POLICIES Data Protection Policy

Data Protection Policy

The Senior Management of ALMI TANKERS S.A. has approved the Data Protection Policy and hereby demonstrates its full commitment to the effective implementation of the present policy, to the provision of sufficient resources, and to the continual improvement of the Data Protection Program. The Policy ensures that: 

• Any personal data handled, including that of clients, employees, vessel crew or any other personal data processed or stored, is  protected against any physical, system or application level unauthorised access. 

• Confidentiality, Integrity and Availability of personal data handled by ALMI TANKERS S.A., are guaranteed.

• ALMI TANKERS S.A. continually monitors and complies with the applicable Data Protection Legislative and Regulatory requirements. 

• ALMI TANKERS S.A. does everything possible to facilitate the data subjects in exercising their rights, as derived by the Data Protection Legislative and Regulatory Frameworks. 

• Data Protection Training and Awareness Programmes are performed formally for all employees. 

• All confirmed or suspected Personal Data Breaches are reported as Incidents, and should be thoroughly investigated and effectively managed.

• All confirmed Personal Data Breaches, that are likely to result in a risk to the rights and freedoms of natural persons, are communicated to the Data Protection Supervisory Authority.

• All confirmed Personal Data Breaches, that are likely to result in a high risk to the rights and freedoms of natural persons are communicated without undue delay to the affected data subjects.

• All processes that are likely to result in a high risk to the rights and freedoms of natural persons undergo a Data Privacy Impact Assessment and all the necessary technical and organisational measures are taken in order to ensure that the risk is minimized.

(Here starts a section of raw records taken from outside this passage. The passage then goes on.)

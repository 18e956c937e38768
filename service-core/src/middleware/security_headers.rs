use axum::{extract::Request, http::header, middleware::Next, response::IntoResponse};

/// Headers for a JSON-only API: nothing may be framed, sniffed or executed.
pub async fn security_headers_middleware(req: Request, next: Next) -> impl IntoResponse {
    let mut response = next.run(req).await;
    let headers = response.headers_mut();

    headers.insert(
        header::X_CONTENT_TYPE_OPTIONS,
        header::HeaderValue::from_static("nosniff"),
    );
    headers.insert(
        header::STRICT_TRANSPORT_SECURITY,
        header::HeaderValue::from_static("max-age=31536000; includeSubDomains"),
    );
    headers.insert(
        header::CONTENT_SECURITY_POLICY,
        header::HeaderValue::from_static("default-src 'none'; frame-ancestors 'none'"),
    );
    headers.insert(
        header::X_FRAME_OPTIONS,
        header::HeaderValue::from_static("DENY"),
    );
    headers.insert(
        header::CACHE_CONTROL,
        header::HeaderValue::from_static("no-store"),
    );

    response
}
use async_trait::async_trait;
use std::sync::Mutex;

use super::ServiceError;
use crate::models::Record;

/// Optional window over a listing. Absent values mean "from the start" and
/// "everything".
#[derive(Debug, Clone, Copy, Default, PartialEq, Eq)]
pub struct Page {
    pub skip: Option<u64>,
    pub limit: Option<i64>,
}

/// Persistence for one entity type.
///
/// Uniqueness violations surface as [`ServiceError::Conflict`].
#[async_trait]
pub trait RecordStore<R: Record>: Send + Sync {
    async fn list(&self, page: Page) -> Result<Vec<R>, ServiceError>;
    async fn find(&self, id: &str) -> Result<Option<R>, ServiceError>;
    async fn insert(&self, record: &R) -> Result<(), ServiceError>;
    /// Returns false when no record with that id exists.
    async fn replace(&self, record: &R) -> Result<bool, ServiceError>;
    /// Returns false when no record with that id exists.
    async fn delete(&self, id: &str) -> Result<bool, ServiceError>;
}

pub(crate) fn conflict<R: Record>() -> ServiceError {
    match R::KIND {
        "Course" => ServiceError::Conflict("A course with this code already exists".to_string()),
        "Enrollment" => ServiceError::Conflict(
            "The student is already enrolled in this course for that semester".to_string(),
        ),
        kind => ServiceError::Conflict(format!("{} already exists", kind)),
    }
}

/// In-process store keeping records in insertion order.
///
/// Used by tests and local runs without MongoDB.
pub struct MemoryStore<R> {
    records: Mutex<Vec<R>>,
}

impl<R> Default for MemoryStore<R> {
    fn default() -> Self {
        Self::new()
    }
}

impl<R> MemoryStore<R> {
    pub fn new() -> Self {
        Self {
            records: Mutex::new(Vec::new()),
        }
    }

    fn lock(&self) -> Result<std::sync::MutexGuard<'_, Vec<R>>, ServiceError> {
        self.records
            .lock()
            .map_err(|e| ServiceError::Internal(anyhow::anyhow!("Memory store mutex poisoned: {}", e)))
    }
}

#[async_trait]
impl<R: Record> RecordStore<R> for MemoryStore<R> {
    async fn list(&self, page: Page) -> Result<Vec<R>, ServiceError> {
        let records = self.lock()?;
        let skip = page.skip.unwrap_or(0) as usize;
        let iter = records.iter().skip(skip).cloned();
        Ok(match page.limit {
            Some(limit) if limit > 0 => iter.take(limit as usize).collect(),
            _ => iter.collect(),
        })
    }

    async fn find(&self, id: &str) -> Result<Option<R>, ServiceError> {
        Ok(self.lock()?.iter().find(|r| r.id() == id).cloned())
    }

    async fn insert(&self, record: &R) -> Result<(), ServiceError> {
        let mut records = self.lock()?;
        if records.iter().any(|r| r.id() == record.id()) {
            return Err(conflict::<R>());
        }
        if let Some(key) = record.unique_key() {
            if records.iter().any(|r| r.unique_key().as_deref() == Some(key.as_str())) {
                return Err(conflict::<R>());
            }
        }
        records.push(record.clone());
        Ok(())
    }

    async fn replace(&self, record: &R) -> Result<bool, ServiceError> {
        let mut records = self.lock()?;
        if let Some(key) = record.unique_key() {
            let clash = records.iter().any(|r| {
                r.id() != record.id() && r.unique_key().as_deref() == Some(key.as_str())
            });
            if clash {
                return Err(conflict::<R>());
            }
        }
        match records.iter_mut().find(|r| r.id() == record.id()) {
            Some(slot) => {
                *slot = record.clone();
                Ok(true)
            }
            None => Ok(false),
        }
    }

    async fn delete(&self, id: &str) -> Result<bool, ServiceError> {
        let mut records = self.lock()?;
        let before = records.len();
        records.retain(|r| r.id() != id);
        Ok(records.len() != before)
    }
}

#[cfg(test)]
mod tests {
    use super::*;
    use crate::models::{Course, NewCourse};

    fn course(id: &str, code: &str) -> Course {
        Course::from_create(
            id.to_string(),
            NewCourse {
                code: code.to_string(),
                title: "Database Systems".to_string(),
                credits: 3,
                department: "Computer Science".to_string(),
            },
        )
    }

    #[tokio::test]
    async fn list_keeps_insertion_order_and_honours_window() {
        let store = MemoryStore::<Course>::new();
        for (id, code) in [("a", "CS1"), ("b", "CS2"), ("c", "CS3")] {
            store.insert(&course(id, code)).await.unwrap();
        }

        let all = store.list(Page::default()).await.unwrap();
        let ids: Vec<_> = all.iter().map(|c| c.id.as_str()).collect();
        assert_eq!(ids, ["a", "b", "c"]);

        let window = store
            .list(Page {
                skip: Some(1),
                limit: Some(1),
            })
            .await
            .unwrap();
        assert_eq!(window.len(), 1);
        assert_eq!(window[0].id, "b");
    }

    #[tokio::test]
    async fn duplicate_unique_key_is_a_conflict() {
        let store = MemoryStore::<Course>::new();
        store.insert(&course("a", "CS501")).await.unwrap();

        let err = store.insert(&course("b", "CS501")).await.unwrap_err();
        assert!(matches!(err, ServiceError::Conflict(_)));
        assert_eq!(store.list(Page::default()).await.unwrap().len(), 1);
    }

    #[tokio::test]
    async fn replace_may_keep_its_own_key_but_not_take_another() {
        let store = MemoryStore::<Course>::new();
        store.insert(&course("a", "CS501")).await.unwrap();
        store.insert(&course("b", "CS502")).await.unwrap();

        let mut a = course("a", "CS501");
        a.title = "Advanced Programming".to_string();
        assert!(store.replace(&a).await.unwrap());

        let err = store.replace(&course("a", "CS502")).await.unwrap_err();
        assert!(matches!(err, ServiceError::Conflict(_)));

        assert!(!store.replace(&course("zzz", "CS999")).await.unwrap());
    }

    #[tokio::test]
    async fn delete_reports_whether_anything_was_removed() {
        let store = MemoryStore::<Course>::new();
        store.insert(&course("a", "CS501")).await.unwrap();
        assert!(store.delete("a").await.unwrap());
        assert!(!store.delete("a").await.unwrap());
    }
}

In case that a process results in a high risk, the Data Protection Supervisory Authority is consulted. 

• ALMI TANKERS S.A. provides any information relating to processing to the data subject in a concise, transparent, intelligible and easily accessible form, using clear and plain language, in particular for information addressed specifically to a child, when this information is requested by the data subject. 

• ALMI TANKERS S.A., taking into account the nature, scope, context and purposes of processing, as well as, the risks of varying likelihood and severity for the rights and freedoms of a natural person, implements appropriate technical and organisational measures to ensure and to be able to demonstrate that processing is performed in accordance with the applicable Data Protection Legislative and Regulatory Frameworks. 

• Technical and Organisational measures are continuously monitored and evaluated via the risk assessment process and appropriate resources are provided in order to control the risks and minimise the impact on personal data. 

• ALMI TANKERS S.A., both at the time of the determination of the means for processing and at the time of the processing itself, implements appropriate technical and organisational measures, which are designed to implement data-protection principles in an effective manner.

• ALMI TANKERS S.A. integrates the necessary safeguards into the processing in order to meet the requirements of the Data Protection Legislative and Regulatory Frameworks and protect the rights of the data subjects. 

• ALMI TANKERS S.A. solely uses processors that provide sufficient guarantees on the implementation of appropriate technical and organisational measures in a way that processing meets the requirements of Data Protection Legislative and Regulatory Frameworks and ensures the protection of the rights of the data subject. 

• ALMI TANKERS S.A. keeps an up-to-date record of processing activities for all processes that handle and store personal data.

• Appropriate procedures, standards, technical and organisational controls should be in place in order to support this Policy.

• All Managers are directly responsible for implementing the Data Protection Policy and ensuring staff compliance within their respective business areas.

• All employees, contractors and suppliers are formally required to comply with this Policy and carry out their responsibilities as defined. 

• Any violations of the Policy, Standards and Procedures are subject to disciplinary action. The specific disciplinary action depends on the nature of the violation, the impact of the violation to the Group and possibly to the data subjects.

• ALMI TANKERS S.A. regularly ensures compliance with this Data Protection Policy through audits, reviews, tests, technical monitoring and should take appropriate actions for continual improvement.